* _Task prompt_:
What lines in this listing contain the string "format"? Report each one by copying it.

Content starts

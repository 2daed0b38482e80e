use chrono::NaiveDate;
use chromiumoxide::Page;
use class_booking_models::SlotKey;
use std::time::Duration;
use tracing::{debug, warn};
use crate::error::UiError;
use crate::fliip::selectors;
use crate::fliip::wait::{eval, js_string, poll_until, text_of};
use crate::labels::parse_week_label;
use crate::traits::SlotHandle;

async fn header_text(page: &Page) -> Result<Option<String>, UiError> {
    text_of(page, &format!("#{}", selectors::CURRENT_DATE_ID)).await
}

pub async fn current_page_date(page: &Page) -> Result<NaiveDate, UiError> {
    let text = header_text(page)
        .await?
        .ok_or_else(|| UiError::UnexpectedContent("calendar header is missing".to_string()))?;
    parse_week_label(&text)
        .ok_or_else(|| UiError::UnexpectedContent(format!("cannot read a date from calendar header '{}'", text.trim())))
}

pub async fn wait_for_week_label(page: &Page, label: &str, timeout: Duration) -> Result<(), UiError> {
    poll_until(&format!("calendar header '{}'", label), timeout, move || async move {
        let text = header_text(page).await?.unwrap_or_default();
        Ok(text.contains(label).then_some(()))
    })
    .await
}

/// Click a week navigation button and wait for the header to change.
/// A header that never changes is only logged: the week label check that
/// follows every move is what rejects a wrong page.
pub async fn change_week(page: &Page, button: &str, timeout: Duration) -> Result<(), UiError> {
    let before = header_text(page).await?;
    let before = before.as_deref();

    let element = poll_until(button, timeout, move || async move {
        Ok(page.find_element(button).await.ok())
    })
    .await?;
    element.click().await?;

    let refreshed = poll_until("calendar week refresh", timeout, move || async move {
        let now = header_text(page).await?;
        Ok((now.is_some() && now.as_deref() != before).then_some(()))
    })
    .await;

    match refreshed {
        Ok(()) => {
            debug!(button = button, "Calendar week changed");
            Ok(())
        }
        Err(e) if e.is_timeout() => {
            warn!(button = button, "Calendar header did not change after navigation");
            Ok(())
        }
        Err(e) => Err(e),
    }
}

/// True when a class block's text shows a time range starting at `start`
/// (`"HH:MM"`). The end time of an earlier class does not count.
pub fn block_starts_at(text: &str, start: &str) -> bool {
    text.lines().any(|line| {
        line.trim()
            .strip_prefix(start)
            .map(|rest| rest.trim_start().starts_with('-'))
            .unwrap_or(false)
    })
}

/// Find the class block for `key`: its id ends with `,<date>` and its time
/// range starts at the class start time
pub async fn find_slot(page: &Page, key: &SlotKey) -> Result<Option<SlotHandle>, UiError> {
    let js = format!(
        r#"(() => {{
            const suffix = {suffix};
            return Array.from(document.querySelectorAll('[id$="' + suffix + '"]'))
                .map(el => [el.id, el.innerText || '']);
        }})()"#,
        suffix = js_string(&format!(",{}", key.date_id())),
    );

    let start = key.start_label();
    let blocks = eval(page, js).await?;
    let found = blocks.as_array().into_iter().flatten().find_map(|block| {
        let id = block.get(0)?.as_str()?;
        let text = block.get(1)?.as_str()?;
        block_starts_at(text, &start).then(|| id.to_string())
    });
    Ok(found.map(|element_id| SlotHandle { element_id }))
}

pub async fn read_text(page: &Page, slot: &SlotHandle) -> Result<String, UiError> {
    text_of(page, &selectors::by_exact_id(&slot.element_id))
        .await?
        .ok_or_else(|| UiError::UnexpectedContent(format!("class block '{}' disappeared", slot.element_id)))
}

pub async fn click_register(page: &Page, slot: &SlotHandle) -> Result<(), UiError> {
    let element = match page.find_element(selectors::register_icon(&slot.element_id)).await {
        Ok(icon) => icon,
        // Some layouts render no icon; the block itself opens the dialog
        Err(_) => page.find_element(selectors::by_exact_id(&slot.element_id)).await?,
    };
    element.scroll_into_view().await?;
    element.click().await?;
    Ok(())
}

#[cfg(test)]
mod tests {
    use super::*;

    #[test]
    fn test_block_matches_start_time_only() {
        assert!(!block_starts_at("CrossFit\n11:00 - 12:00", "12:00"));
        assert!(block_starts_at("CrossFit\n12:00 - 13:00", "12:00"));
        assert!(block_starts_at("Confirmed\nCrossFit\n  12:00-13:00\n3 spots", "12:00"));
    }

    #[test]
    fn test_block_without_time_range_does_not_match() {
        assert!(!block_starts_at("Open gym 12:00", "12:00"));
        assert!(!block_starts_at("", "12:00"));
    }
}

Content ends
Content starts

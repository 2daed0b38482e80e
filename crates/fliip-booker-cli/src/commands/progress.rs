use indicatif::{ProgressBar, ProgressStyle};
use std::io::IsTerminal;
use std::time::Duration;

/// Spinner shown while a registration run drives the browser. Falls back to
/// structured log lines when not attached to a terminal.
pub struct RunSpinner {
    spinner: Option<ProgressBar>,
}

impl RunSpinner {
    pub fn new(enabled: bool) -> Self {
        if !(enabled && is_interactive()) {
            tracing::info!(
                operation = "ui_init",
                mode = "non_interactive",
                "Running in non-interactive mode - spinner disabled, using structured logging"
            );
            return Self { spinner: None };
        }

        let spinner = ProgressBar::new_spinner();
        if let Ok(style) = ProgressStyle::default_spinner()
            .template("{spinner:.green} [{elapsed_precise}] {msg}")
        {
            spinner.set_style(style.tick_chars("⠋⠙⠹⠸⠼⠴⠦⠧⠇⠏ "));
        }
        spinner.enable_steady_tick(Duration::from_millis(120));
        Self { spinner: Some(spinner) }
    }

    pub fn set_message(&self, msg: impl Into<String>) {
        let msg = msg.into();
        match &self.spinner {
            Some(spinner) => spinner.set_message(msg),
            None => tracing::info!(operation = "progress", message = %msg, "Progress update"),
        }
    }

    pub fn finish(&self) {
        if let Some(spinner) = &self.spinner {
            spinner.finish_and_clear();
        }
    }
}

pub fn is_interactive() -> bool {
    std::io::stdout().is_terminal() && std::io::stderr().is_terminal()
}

Content ends

* _Solution for this task_:
    text_of(page, &format!("#{}", selectors::CURRENT_DATE_ID)).await
        .ok_or_else(|| UiError::UnexpectedContent(format!("cannot read a date from calendar header '{}'", text.trim())))
    poll_until(&format!("calendar header '{}'", label), timeout, move || async move {
    let js = format!(
        suffix = js_string(&format!(",{}", key.date_id())),
        .ok_or_else(|| UiError::UnexpectedContent(format!("class block '{}' disappeared", slot.element_id)))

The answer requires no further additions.